During the recession while those in the private sector were taking pay cuts to save their jobs, there has been a pay boom for top NHS bureaucrats.
The chief executive of Central Manchester University Hospitals Trust has had a 48 per cent pay rise since 2008 to 'between £210,000 and £215,000'.
The CEO of the Devon and Exeter NHS Trust is up 30 per cent over the last five years to 'between £165,000 and £170,000'.
The Heart of England NHS Trust CEO is on around £240,000 a year - up 30 per cent since 2006.
While at the East Lancashire Hospitals NHS Trust, over the same period the CEO's pay is up 32 per cent to 'between £165,000 and £170,000'.

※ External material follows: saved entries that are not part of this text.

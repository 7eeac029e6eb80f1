use std::path::PathBuf;


/// Returns the default configuration file path, which is at
/// `./data/configuration.toml` (relative to the current directory).
pub fn get_default_configuration_file_path() -> PathBuf {
    PathBuf::from("./data/configuration.toml")
}
pub(crate) trait TryResolve {
    type Resolved;
    type Error;

    fn try_resolve(self) -> Result<Self::Resolved, Self::Error>;
}


pub(crate) trait TryResolveWithContext {
    type Resolved;
    type Context;
    type Error;

    fn try_resolve_with_context(self, context: Self::Context)
        -> Result<Self::Resolved, Self::Error>;
}
use std::fs;
use std::path::{Path, PathBuf};

use serde::Deserialize;

mod api;
mod logging;

pub use api::*;
pub use logging::*;

use crate::traits::{TryResolve, TryResolveWithContext};
use crate::utilities::get_default_configuration_file_path;
use crate::{ConfigurationLoadingError, ConfigurationResolutionError};



#[derive(Deserialize, Debug)]
pub(crate) struct UnresolvedConfiguration {
    /// Logging-related configuration.
    logging: UnresolvedLoggingConfiguration,

    /// Configuration related to the remote API.
    api: UnresolvedApiConfiguration,
}


/// The entire permgroups configuration.
#[derive(Debug, Clone)]
pub struct Configuration {
    /// This is the file path this [`Configuration`] instance was loaded from.
    pub configuration_file_path: PathBuf,

    /// Logging-related configuration.
    pub logging: LoggingConfiguration,

    /// Configuration related to the remote API.
    pub api: ApiConfiguration,
}



pub(crate) struct ConfigurationResolutionContext {
    configuration_file_path: PathBuf,
}


impl TryResolveWithContext for UnresolvedConfiguration {
    type Resolved = Configuration;
    type Context = ConfigurationResolutionContext;
    type Error = ConfigurationResolutionError;

    fn try_resolve_with_context(
        self,
        context: Self::Context,
    ) -> Result<Self::Resolved, Self::Error> {
        let logging = self.logging.try_resolve()?;
        let api = self.api.try_resolve()?;

        Ok(Configuration {
            configuration_file_path: context.configuration_file_path,
            logging,
            api,
        })
    }
}


impl Configuration {
    /// Parse and resolve the configuration from a TOML string.
    ///
    /// `configuration_file_path` is only recorded, not read.
    pub fn load_from_str<P: Into<PathBuf>>(
        configuration_string: &str,
        configuration_file_path: P,
    ) -> Result<Self, ConfigurationLoadingError> {
        let unresolved_configuration =
            toml::from_str::<UnresolvedConfiguration>(configuration_string)
                .map_err(|error| ConfigurationLoadingError::ParsingError { error })?;

        let resolved_configuration =
            unresolved_configuration.try_resolve_with_context(ConfigurationResolutionContext {
                configuration_file_path: configuration_file_path.into(),
            })?;

        Ok(resolved_configuration)
    }

    /// Load the configuration from a specific file path.
    pub fn load_from_path<S: AsRef<Path>>(
        configuration_file_path: S,
    ) -> Result<Self, ConfigurationLoadingError> {
        // Read the configuration file into memory as a string.
        let configuration_string =
            fs::read_to_string(configuration_file_path.as_ref()).map_err(|error| {
                ConfigurationLoadingError::UnableToReadConfigurationFile {
                    path: configuration_file_path.as_ref().to_path_buf(),
                    error,
                }
            })?;

        Self::load_from_str(
            &configuration_string,
            configuration_file_path.as_ref(),
        )
    }

    /// Load the configuration from the default path (`./data/configuration.toml`).
    pub fn load_from_default_path() -> Result<Self, ConfigurationLoadingError> {
        Configuration::load_from_path(get_default_configuration_file_path())
    }
}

As with local councils, there will be those who argue such salaries are a small fraction of the total budget. Yet they are indicative of a wider spread largess - a mentality of spending other people's money with a lack of real accountability.
In 2009/10, the Primary Care Trusts and Strategic Health Authorities increased their management costs by 23 per cent and spent £261 million on management consultants.
The age of extravagance must cease. It is our money and we have to right to know what is being done with it.
My comment: Why do CEOs and senior management deserve so much money, especially since they spend so much on management consultants to tell them how to do their job? Sack them and employ people who can do the job without relying on management consultants.